Monday, August 07, 2006
Paper Doll Funerals
Janice Hancock was just a little southern girl in Conway, Arkansas who loved to play with paper dolls. Everyday she would dress them up and take care of them. She would play with them and put them away when she was done. Those paper dolls were some of her favorite toys and good friends for a little girl.
Janice had a cousin who would come to play. His name was Hollis Williams. Hollis was a serious child with a fascination for ritual. Every day, Janice would pull out her paper dolls, dress them, and play with them. When Hollis would visit he would play with her and her paper dolls.

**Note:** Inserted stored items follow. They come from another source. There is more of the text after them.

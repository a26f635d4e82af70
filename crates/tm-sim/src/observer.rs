//! Simulation observer trait for progress reporting and data collection.

use tm_core::{AgentId, Coord, Layer, SimTime};
use tm_transit::Path;

/// Callbacks invoked by [`Sim::run`][crate::Sim::run] as agents are stepped.
///
/// All methods have default no-op implementations so implementors only need to
/// override what they care about.
///
/// # Example — movement trace
///
/// ```rust,ignore
/// struct Trace;
///
/// impl SimObserver for Trace {
///     fn on_path(&mut self, agent: AgentId, now: SimTime, path: &Path) {
///         println!("{now} {agent}: {} waypoints at {:.1} m/s", path.waypoints.len(), path.speed);
///     }
/// }
/// ```
pub trait SimObserver {
    /// An agent starts travelling `path` at `now`.
    fn on_path(&mut self, _agent: AgentId, _now: SimTime, _path: &Path) {}

    /// An agent moved to another presentation layer.
    fn on_layer_change(&mut self, _agent: AgentId, _now: SimTime, _layer: Layer) {}

    /// An agent finished its trip at `at` and was retired.
    fn on_agent_ready(&mut self, _agent: AgentId, _now: SimTime, _at: Option<Coord>) {}

    /// An agent will never move again and was retired.
    fn on_agent_done(&mut self, _agent: AgentId, _now: SimTime) {}

    /// Called after each batch of agents due at `now`.
    ///
    /// `stepped` counts the agents that had a wait or path request this
    /// batch.
    fn on_step_end(&mut self, _now: SimTime, _stepped: usize) {}

    /// Called once when the run stops.
    fn on_sim_end(&mut self, _now: SimTime) {}
}

/// A [`SimObserver`] that does nothing.  Use when you need to call `run` but
/// don't want callbacks.
pub struct NoopObserver;

impl SimObserver for NoopObserver {}
use thiserror::Error;

use tm_core::{AgentId, Coord, CoreError, RouteId};
use tm_schedule::ScheduleError;
use tm_spatial::SpatialError;

#[derive(Debug, Error)]
pub enum TransitError {
    #[error("configuration error: {0}")]
    Config(String),

    #[error("stop {0:?} is not in the stop map")]
    UnknownStop(String),

    #[error("stop {stop:?} at {at} does not lie on a map node")]
    StopWithoutNode { stop: String, at: Coord },

    #[error("stop {from:?} cannot reach stop {to:?} over the traversable node types")]
    Disconnected { from: String, to: String },

    #[error("agent {agent} is already registered with control system {route}")]
    AlreadyRegistered { agent: AgentId, route: RouteId },

    #[error("routing failed: {0}")]
    Spatial(#[from] SpatialError),

    #[error(transparent)]
    Schedule(#[from] ScheduleError),

    #[error(transparent)]
    Core(#[from] CoreError),
}

pub type TransitResult<T> = Result<T, TransitError>;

Sometimes, her paper dolls would get sick and on the rare occasion those sick paper dolls just wouldn't pull through, Hollis would be ready with Bible in hand to perform the funeral. A small, private family service attended by only that little southern girl, a boy priest, and a few other paper dolls.

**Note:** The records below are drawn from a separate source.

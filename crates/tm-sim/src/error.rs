use thiserror::Error;

use tm_core::{AgentId, CoreError};
use tm_transit::TransitError;

#[derive(Debug, Error)]
pub enum SimError {
    #[error(transparent)]
    Config(#[from] CoreError),

    #[error(transparent)]
    Transit(#[from] TransitError),

    #[error("agent id {0} was added twice")]
    DuplicateAgent(AgentId),

    #[error("agent {agent} failed to produce a path: {source}")]
    Agent {
        agent:  AgentId,
        #[source]
        source: TransitError,
    },
}

pub type SimResult<T> = Result<T, SimError>;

Janice is my mother. This was Conway, Arkansas in the 1940s. She told me that even as a little boy, Hollis loved ritual and liturgy. He grew up to become a priest in the Episcopal church. She doesn't know where he is now, but she just knew that's what he would end up doing.
Even now, I see the spiritual lives of children take on Kingdom of God qualities. I see kids who take the candy that they have and share it with other kids. Many times they count out the number of pieces so that eveyone has some. Sometimes, I see kids ask others if they are all right, you know, when they fall and have hurt themselves. I see a little boy who notices his friend pray a prayer of beginning, the start of a journey perhaps, or even his next step in the journey to wholeness and holiness.

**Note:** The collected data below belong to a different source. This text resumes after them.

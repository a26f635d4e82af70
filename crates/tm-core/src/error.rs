//! Framework error type.
//!
//! Sub-crates define their own error enums and wrap `CoreError` as one
//! variant where they need it.

use thiserror::Error;

/// The base error type shared by `tm-*` crates.
#[derive(Debug, Error)]
pub enum CoreError {
    #[error("configuration error: {0}")]
    Config(String),
}

/// Shorthand result type for `tm-core`.
pub type CoreResult<T> = Result<T, CoreError>;
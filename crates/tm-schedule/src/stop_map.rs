//! `StopMap` — stop id to planar coordinate.

use std::collections::BTreeMap;

use serde::{Deserialize, Serialize};

use tm_core::Coord;

/// Coordinates of every stop, keyed by stop id.
///
/// Backed by a `BTreeMap` so iteration order is stable across runs.
#[derive(Clone, Debug, Default, PartialEq, Serialize, Deserialize)]
#[serde(transparent)]
pub struct StopMap {
    inner: BTreeMap<String, Coord>,
}

impl StopMap {
    pub fn new() -> Self {
        Self::default()
    }

    /// Insert or replace a stop.  Returns the previous coordinate, if any.
    pub fn insert(&mut self, stop_id: impl Into<String>, at: Coord) -> Option<Coord> {
        self.inner.insert(stop_id.into(), at)
    }

    #[inline]
    pub fn get(&self, stop_id: &str) -> Option<Coord> {
        self.inner.get(stop_id).copied()
    }

    pub fn contains(&self, stop_id: &str) -> bool {
        self.inner.contains_key(stop_id)
    }

    pub fn len(&self) -> usize {
        self.inner.len()
    }

    pub fn is_empty(&self) -> bool {
        self.inner.is_empty()
    }

    pub fn iter(&self) -> impl Iterator<Item = (&str, Coord)> {
        self.inner.iter().map(|(k, v)| (k.as_str(), *v))
    }

    /// Align the stop coordinates with a map that was mirrored on the y axis
    /// and/or shifted during projection.  Mirroring is applied first.
    pub fn aligned(&self, mirror_y: bool, offset: Coord) -> StopMap {
        let inner = self
            .inner
            .iter()
            .map(|(id, c)| {
                let y = if mirror_y { -c.y } else { c.y };
                (id.clone(), Coord::new(c.x + offset.x, y + offset.y))
            })
            .collect();
        StopMap { inner }
    }
}

impl FromIterator<(String, Coord)> for StopMap {
    fn from_iter<I: IntoIterator<Item = (String, Coord)>>(iter: I) -> Self {
        StopMap { inner: iter.into_iter().collect() }
    }
}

Children have a heart for the spiritual. Not always, like adults, do they make the decisions that honor God and others. Those are the times they fail to mirror the Creator and instead mirror parents who they've seen talk abusively to each other or something they've seen on television. Notwithstanding, they are sensitive to the heart of God, moreso, certainly than adults.
I see in a boy who finds joy and comfort in meaningful ritual or a girl who takes part in the same, the heart and voice and mind of God. Take comfort in a paper doll funeral, for our hope is in the Resurrection. Take joy in the faith of a child, because the Kingdom of God belongs to them.